Question

I am trying to implement a network protocol with multiple different packet types. The problem I am facing is the most "proper" way of implementing this with Netty. I'll post some classes first, and then describe what I want to accomplish.

public class ItemStack {

    public ItemStack(final int item, final int amount) {
        if (item < 0) {
            throw new IllegalArgumentException("item must be non-negative integer: " + item);
        }
        if (amount < 1) {
            throw new IllegalArgumentException("amount must be positive integer: " + amount);
        }
        this.item = item;
        this.amount = amount;
    }

    public int getItem() {
        return item;
    }

    public int getAmount() {
        return amount;
    }

    private final int item;
    private final int amount;
}
public class ChatMessage {

    public ChatMessage(final String playerName, final String message) {
        if (playerName == null) {
            throw new IllegalArgumentException("playerName must not be null");
        }
        if (message == null) {
            throw new IllegalArgumentException("message must not be null");
        }
        this.playerName = playerName;
        this.message = message;
    }

    public String getPlayerName() {
        return playerName;
    }

    public String getMessage() {
        return message;
    }

    private final int playerName;
    private final int message;
}

Now, all POJO that are transmitted across the network will have a packet identifier. This will be a 1-byte code that will let the decoder know what type of packet it is, and how to decode it.
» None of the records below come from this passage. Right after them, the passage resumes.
//! Life Harness - terminal client for the guided journaling service
//!
//! Main entry point: initializes tracing, loads configuration, and
//! dispatches to the command handlers.

use anyhow::Result;

use tracing_subscriber::{layer::SubscriberExt, util::SubscriberInitExt, EnvFilter};

use lifeharness::cli::{Cli, Commands, EntryCommand, ThreadCommand};
use lifeharness::commands;
use lifeharness::config::Config;

#[tokio::main]
async fn main() -> Result<()> {
    // Initialize tracing
    init_tracing();

    // Parse command line arguments
    let cli = Cli::parse_args();

    // Load configuration
    let config_path = cli.config.as_deref().unwrap_or("config/config.yaml");
    let mut config = Config::load(config_path)?;

    // A CLI-supplied API URL wins over both the config file and the
    // LIFEHARNESS_API_URL environment variable.
    if let Some(api_url) = &cli.api_url {
        config.api.base_url = api_url.clone();
        tracing::debug!("Using API URL override from CLI: {}", api_url);
    }

    // Validate configuration
    config.validate()?;

    // Execute command
    match cli.command {
        Commands::Register { email } => {
            tracing::info!("Starting account registration");
            commands::auth::run_register(&config, email).await?;
            Ok(())
        }
        Commands::Login { email } => {
            tracing::info!("Starting login");
            commands::auth::run_login(&config, email).await?;
            Ok(())
        }
        Commands::Logout => {
            tracing::info!("Logging out");
            commands::auth::run_logout()?;
            Ok(())
        }
        Commands::Status => {
            commands::auth::run_status()?;
            Ok(())
        }
        Commands::Onboard => {
            tracing::info!("Starting onboarding wizard");
            commands::onboard::run_onboard(&config).await?;
            Ok(())
        }
        Commands::Dashboard => {
            tracing::info!("Loading dashboard");
            commands::dashboard::run_dashboard(&config).await?;
            Ok(())
        }
        Commands::Thread { command } => match command {
            ThreadCommand::List => {
                commands::thread::run_list(&config).await?;
                Ok(())
            }
            ThreadCommand::New {
                title,
                prompt,
                persona,
                time_focus,
                topic_focus,
            } => {
                tracing::info!("Creating new thread");
                commands::thread::run_new(&config, title, prompt, persona, time_focus, topic_focus)
                    .await?;
                Ok(())
            }
            ThreadCommand::Run { id } => {
                tracing::info!("Resuming thread {}", id);
                commands::thread::run_resume(&config, id).await?;
                Ok(())
            }
        },
        Commands::Entries { command } => match command {
            EntryCommand::List {
                time_bucket,
                topic_bucket,
            } => {
                commands::entries::run_list(&config, time_bucket, topic_bucket).await?;
                Ok(())
            }
            EntryCommand::Show { id } => {
                commands::entries::run_show(&config, id).await?;
                Ok(())
            }
            EntryCommand::Seal {
                id,
                visibility,
                seal_type,
                release_at,
                event_key,
                block_audiences,
            } => {
                tracing::info!("Updating seal for entry {}", id);
                commands::entries::run_seal(
                    &config,
                    id,
                    visibility,
                    seal_type,
                    release_at,
                    event_key,
                    block_audiences,
                )
                .await?;
                Ok(())
            }
        },
        Commands::Autobiography {
            audience,
            tone,
            from,
            to,
            include_placeholders,
            output,
        } => {
            tracing::info!("Starting autobiography generation");
            commands::autobiography::run_generate(
                &config,
                audience,
                tone,
                from,
                to,
                include_placeholders,
                output,
            )
            .await?;
            Ok(())
        }
    }
}

/// Initialize tracing subscriber with environment filter
fn init_tracing() {
    let env_filter =
        EnvFilter::try_from_default_env().unwrap_or_else(|_| EnvFilter::new("lifeharness=info"));

    tracing_subscriber::registry()
        .with(env_filter)
        .with(tracing_subscriber::fmt::layer())
        .init();
}
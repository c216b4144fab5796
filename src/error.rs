//! Error types for the Life Harness client
//!
//! This module defines all error types used throughout the application,
//! using `thiserror` for ergonomic error handling.

use thiserror::Error;

/// Main error type for Life Harness client operations
///
/// This enum encompasses all possible errors that can occur during
/// configuration loading, session management, API calls, and
/// interview input validation.
#[derive(Error, Debug)]
pub enum HarnessError {
    /// Configuration-related errors
    #[error("Configuration error: {0}")]
    Config(String),

    /// API errors carrying the HTTP status and the server's detail message
    #[error("API error ({status}): {detail}")]
    Api {
        /// HTTP status code returned by the server
        status: u16,
        /// Server-provided detail message, or a generic fallback
        detail: String,
    },

    /// Authentication errors (missing or rejected credentials)
    #[error("Authentication error: {0}")]
    Authentication(String),

    /// Answer validation errors (blocked before any request is sent)
    #[error("Validation error: {0}")]
    Validation(String),

    /// IO errors
    #[error("IO error: {0}")]
    Io(#[from] std::io::Error),

    /// JSON serialization/deserialization errors
    #[error("Serialization error: {0}")]
    Serialization(#[from] serde_json::Error),

    /// YAML parsing errors
    #[error("YAML error: {0}")]
    Yaml(#[from] serde_yaml::Error),

    /// HTTP request errors
    #[error("HTTP error: {0}")]
    Http(#[from] reqwest::Error),

    /// Keyring/credential storage errors
    #[error("Keyring error: {0}")]
    Keyring(#[from] keyring::Error),
}

impl HarnessError {
    /// Build an [`HarnessError::Api`] from a status code and an optional
    /// server detail, falling back to a generic message when the server
    /// body carried none.
    pub fn api(status: u16, detail: Option<String>) -> Self {
        Self::Api {
            status,
            detail: detail.unwrap_or_else(|| "request failed".to_string()),
        }
    }
}

/// Result type alias for Life Harness client operations
///
/// This is a convenience alias that uses `anyhow::Error` as the error type,
/// allowing for rich error context and easy error propagation.
pub type Result<T> = anyhow::Result<T>;
//! Command-line interface definition for the Life Harness client
//!
//! This module defines the CLI structure using clap's derive API,
//! providing commands for authentication, onboarding, the dashboard,
//! interview threads, life entries, and autobiography generation.

use clap::{Parser, Subcommand};

/// Life Harness - terminal client for the guided journaling service
///
/// Authenticate, answer guided interview questions organized into
/// threads, review recorded life entries, and generate a compiled
/// autobiography document.
#[derive(Parser, Debug, Clone)]
#[command(name = "lifeharness")]
#[command(version, about, long_about = None)]
pub struct Cli {
    /// Path to configuration file
    #[arg(short, long, default_value = "config/config.yaml")]
    pub config: Option<String>,

    /// Override the API base URL from config
    #[arg(long)]
    pub api_url: Option<String>,

    /// Enable verbose logging
    #[arg(short, long)]
    pub verbose: bool,

    /// Command to execute
    #[command(subcommand)]
    pub command: Commands,
}

/// Available commands for the Life Harness client
#[derive(Subcommand, Debug, Clone)]
pub enum Commands {
    /// Register a new account and log in
    Register {
        /// Account email (prompted when omitted)
        #[arg(short, long)]
        email: Option<String>,
    },

    /// Log in to an existing account
    Login {
        /// Account email (prompted when omitted)
        #[arg(short, long)]
        email: Option<String>,
    },

    /// Log out and discard the stored token
    Logout,

    /// Show whether a session token is stored
    Status,

    /// Run the profile onboarding wizard
    Onboard,

    /// Show the coverage heatmap and your interview threads
    Dashboard,

    /// Manage interview threads
    Thread {
        /// Thread subcommand
        #[command(subcommand)]
        command: ThreadCommand,
    },

    /// Browse and reclassify life entries
    Entries {
        /// Entries subcommand
        #[command(subcommand)]
        command: EntryCommand,
    },

    /// Generate an autobiography from your life entries
    Autobiography {
        /// Intended audience (self, trusted, heirs, public)
        #[arg(short, long, default_value = "self")]
        audience: String,

        /// Narrative tone (light, balanced, deep)
        #[arg(short, long, default_value = "balanced")]
        tone: String,

        /// Start year of a time-range scope (requires --to)
        #[arg(long)]
        from: Option<i32>,

        /// End year of a time-range scope (requires --from)
        #[arg(long)]
        to: Option<i32>,

        /// Include placeholder sections for uncovered areas
        #[arg(long)]
        include_placeholders: bool,

        /// Path for the exported markdown file
        #[arg(short, long)]
        output: Option<String>,
    },
}

/// Thread management subcommands
#[derive(Subcommand, Debug, Clone)]
pub enum ThreadCommand {
    /// List your interview threads
    List,

    /// Create a new thread and start its interview
    New {
        /// Thread title
        #[arg(short, long)]
        title: String,

        /// Root prompt describing what the thread is about
        #[arg(short, long)]
        prompt: String,

        /// Interviewer persona
        #[arg(long)]
        persona: Option<String>,

        /// Restrict questions to these time buckets (repeatable)
        #[arg(long = "time-focus")]
        time_focus: Vec<String>,

        /// Restrict questions to these topic buckets (repeatable)
        #[arg(long = "topic-focus")]
        topic_focus: Vec<String>,
    },

    /// Resume the interview for an existing thread
    Run {
        /// Thread id
        id: String,
    },
}

/// Life entry subcommands
#[derive(Subcommand, Debug, Clone)]
pub enum EntryCommand {
    /// List entries, optionally filtered by time and/or topic bucket
    List {
        /// Filter by time bucket (pre10, 10s, 20s, 30s, 40s, 50plus)
        #[arg(long)]
        time_bucket: Option<String>,

        /// Filter by topic bucket (e.g. work_career, friendships)
        #[arg(long)]
        topic_bucket: Option<String>,
    },

    /// Show one entry in full
    Show {
        /// Entry id
        id: String,
    },

    /// Update an entry's visibility and seal policy
    Seal {
        /// Entry id
        id: String,

        /// New visibility level (self, trusted, heirs, public)
        #[arg(long)]
        visibility: Option<String>,

        /// New seal type (none, until_date, until_event, until_manual)
        #[arg(long)]
        seal_type: Option<String>,

        /// Release timestamp for an until_date seal (RFC 3339)
        #[arg(long)]
        release_at: Option<String>,

        /// Event key for an until_event seal
        #[arg(long)]
        event_key: Option<String>,

        /// Audience to block while sealed (repeatable)
        #[arg(long = "block-audience")]
        block_audiences: Vec<String>,
    },
}

impl Cli {
    /// Parse command line arguments
    ///
    /// # Returns
    ///
    /// Returns the parsed CLI structure
    pub fn parse_args() -> Self {
        Self::parse()
    }
}
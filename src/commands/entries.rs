//! Life entry command handlers
//!
//! Listing with server-side filters, a full detail view, and seal updates.
//! The seal patch is the only path through which visibility and seal
//! fields change; after a successful patch the list is reloaded in full
//! rather than updated optimistically.

use crate::api::types::{EntryFilter, LifeEntry, SealType, SealUpdate, Visibility};
use crate::api::ApiClient;
use crate::config::Config;
use crate::error::{HarnessError, Result};
use crate::session::Session;

use chrono::{DateTime, Utc};
use colored::Colorize;
use prettytable::{row, Table};

/// List entries, with blank filter dimensions omitted from the request
pub async fn run_list(
    config: &Config,
    time_bucket: Option<String>,
    topic_bucket: Option<String>,
) -> Result<()> {
    let session = Session::load()?;
    let token = session.require_token()?;
    let api = ApiClient::new(&config.api)?.with_token(Some(token.to_string()));

    let filter = EntryFilter {
        time_bucket,
        topic_bucket,
    };
    let entries = api.list_entries(&filter).await?;
    print_entry_list(&entries);
    Ok(())
}

/// Show one entry in full
pub async fn run_show(config: &Config, id: String) -> Result<()> {
    let session = Session::load()?;
    let token = session.require_token()?;
    let api = ApiClient::new(&config.api)?.with_token(Some(token.to_string()));

    let entry = api.get_entry(&id).await?;
    print_entry_detail(&entry);
    Ok(())
}

/// Patch an entry's seal policy, then reload and re-render the list
pub async fn run_seal(
    config: &Config,
    id: String,
    visibility: Option<String>,
    seal_type: Option<String>,
    release_at: Option<String>,
    event_key: Option<String>,
    block_audiences: Vec<String>,
) -> Result<()> {
    let session = Session::load()?;
    let token = session.require_token()?;
    let api = ApiClient::new(&config.api)?.with_token(Some(token.to_string()));

    let update = build_seal_update(visibility, seal_type, release_at, event_key, block_audiences)?;

    api.update_seal(&id, &update).await?;
    println!("{}", "Seal updated.".green());

    // Full reload; the client never patches its local view in place.
    let entries = api.list_entries(&EntryFilter::default()).await?;
    print_entry_list(&entries);
    Ok(())
}

/// Assemble and validate the seal patch payload
///
/// Release semantics are server-side; the client only checks the pairing
/// the field names imply and that the patch is not empty.
fn build_seal_update(
    visibility: Option<String>,
    seal_type: Option<String>,
    release_at: Option<String>,
    event_key: Option<String>,
    block_audiences: Vec<String>,
) -> Result<SealUpdate> {
    let visibility = visibility
        .map(|raw| Visibility::parse_str(&raw))
        .transpose()
        .map_err(HarnessError::Validation)?;

    let seal_type = seal_type
        .map(|raw| SealType::parse_str(&raw))
        .transpose()
        .map_err(HarnessError::Validation)?;

    let seal_release_at = release_at
        .map(|raw| {
            DateTime::parse_from_rfc3339(&raw)
                .map(|dt| dt.with_timezone(&Utc))
                .map_err(|e| HarnessError::Validation(format!("invalid --release-at: {}", e)))
        })
        .transpose()?;

    if seal_type == Some(SealType::UntilDate) && seal_release_at.is_none() {
        return Err(
            HarnessError::Validation("an until_date seal requires --release-at".to_string()).into(),
        );
    }
    if seal_type == Some(SealType::UntilEvent) && event_key.is_none() {
        return Err(
            HarnessError::Validation("an until_event seal requires --event-key".to_string()).into(),
        );
    }

    let update = SealUpdate {
        visibility,
        seal_type,
        seal_release_at,
        seal_event_key: event_key,
        seal_audiences_blocked: if block_audiences.is_empty() {
            None
        } else {
            Some(block_audiences)
        },
    };

    if update.visibility.is_none()
        && update.seal_type.is_none()
        && update.seal_release_at.is_none()
        && update.seal_event_key.is_none()
        && update.seal_audiences_blocked.is_none()
    {
        return Err(HarnessError::Validation(
            "nothing to update; set at least one seal field".to_string(),
        )
        .into());
    }

    Ok(update)
}

fn print_entry_list(entries: &[LifeEntry]) {
    if entries.is_empty() {
        println!("No entries yet. Start a thread to create your first entry!");
        return;
    }
    entry_table(entries).printstd();
}

/// Build the entry overview table
pub fn entry_table(entries: &[LifeEntry]) -> Table {
    let mut table = Table::new();
    table.add_row(row![b => "Id", "Headline", "Timeframe", "Time", "Visibility", "Seal"]);
    for entry in entries {
        table.add_row(row![
            entry.id,
            entry.headline,
            entry.timeframe_label,
            entry.time_bucket,
            entry.visibility,
            entry.seal_type,
        ]);
    }
    table
}

fn print_entry_detail(entry: &LifeEntry) {
    println!("\n{}", entry.headline.bold());
    println!("{} · {}", entry.timeframe_label, entry.time_bucket);
    if let (Some(start), Some(end)) = (entry.approx_year_start, entry.approx_year_end) {
        println!("Years: {}-{}", start, end);
    }

    println!("\n{}", "Full Text".bold());
    println!("{}", entry.raw_text);

    println!("\n{}", "Distilled".bold());
    println!("{}", entry.distilled);

    if let Some(tags) = &entry.tags {
        if !tags.is_empty() {
            println!("\nTags: {}", tags.join(", "));
        }
    }
    if let Some(topics) = &entry.topic_buckets {
        if !topics.is_empty() {
            println!("Topics: {}", topics.join(", "));
        }
    }
    if let Some(people) = &entry.people {
        if !people.is_empty() {
            println!("People: {}", people.join(", "));
        }
    }
    if let Some(locations) = &entry.locations {
        if !locations.is_empty() {
            println!("Locations: {}", locations.join(", "));
        }
    }
    if let Some(tone) = &entry.emotional_tone {
        println!("Emotional tone: {}", tone);
    }

    println!("\n{}", "Visibility".bold());
    println!("Level: {}", entry.visibility);
    println!("Seal: {}", entry.seal_type);
    if let Some(release_at) = entry.seal_release_at {
        println!("Releases at: {}", release_at.to_rfc3339());
    }
    if let Some(event_key) = &entry.seal_event_key {
        println!("Release event: {}", event_key);
    }
    if let Some(blocked) = &entry.seal_audiences_blocked {
        if !blocked.is_empty() {
            println!("Blocked audiences: {}", blocked.join(", "));
        }
    }
}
What would be the most appropriate way of handling this case? Would it be better (read more conventional) to have one PacketDecoder class that extends the ByteToMessageDecoder which reads one byte, determines the type, and then in that same class, decode the packet with the appropriate method like so:

public class PacketDecoder extends ByteToMessageDecoder {

    protected void decode(
        final ChannelHandlerContext context, final ByteBuf buf, List<Object> objects) throws Exception {
        if (buf.readableBytes < 1) {
            return;
        }
        final int opcode = buf.readByte() & 0xff;
        final Packet packet = decodePacket(opcode);
        objects.add(packet);
    }

    private Packet decodePacket(final int opcode, final ByteBuf buf) {
        if (buf == null) {
            throw new IllegalArgumentException("buf must not be null");
        }
        Packet packet = null;
        switch (opcode) {
            case 0:
                packet = decodeItemStack(buf);
                break;

            case 1:
                packet = decodeChatMessage(buf);
                break;
            // ...
        }
        return packet;
    }
}

Or would it be better to just add every type of decoder to the pipeline?

Was it helpful?

Solution

I did this in my own program and I used a single decoder because it was more straight forward thing to do. The only reason I could see for wanting multiple decoders would be if need to extend or dynamically changing the protocol your server understands. For example, maybe certain aspects of your server are free and others are paid for extensions that license key turns on then I could see this architecture being important. Or you load extensions to the protocol dynamically maybe. I think you need a real reason to segment decoding into several decoders besides it being architecturally pure.

In this case you can add multiple decoders to the pipeline, but each decoder needs to play nice and forward packets not meant for it along to the next decoder in the pipeline. You also have to be careful not to pull bytes off that down stream decoders might need.

Here is what I wouldn't do. A decoder per message architecture. That will be cumbersome to write and maintain. Since there is overhead with each decoder written to play nice and forward packets I wouldn't go through that exercise each time I write a decoder. You could overcome that with a nice base class to extend, but why go through all that hassle when you can just parse the first byte and do a simple if ladder?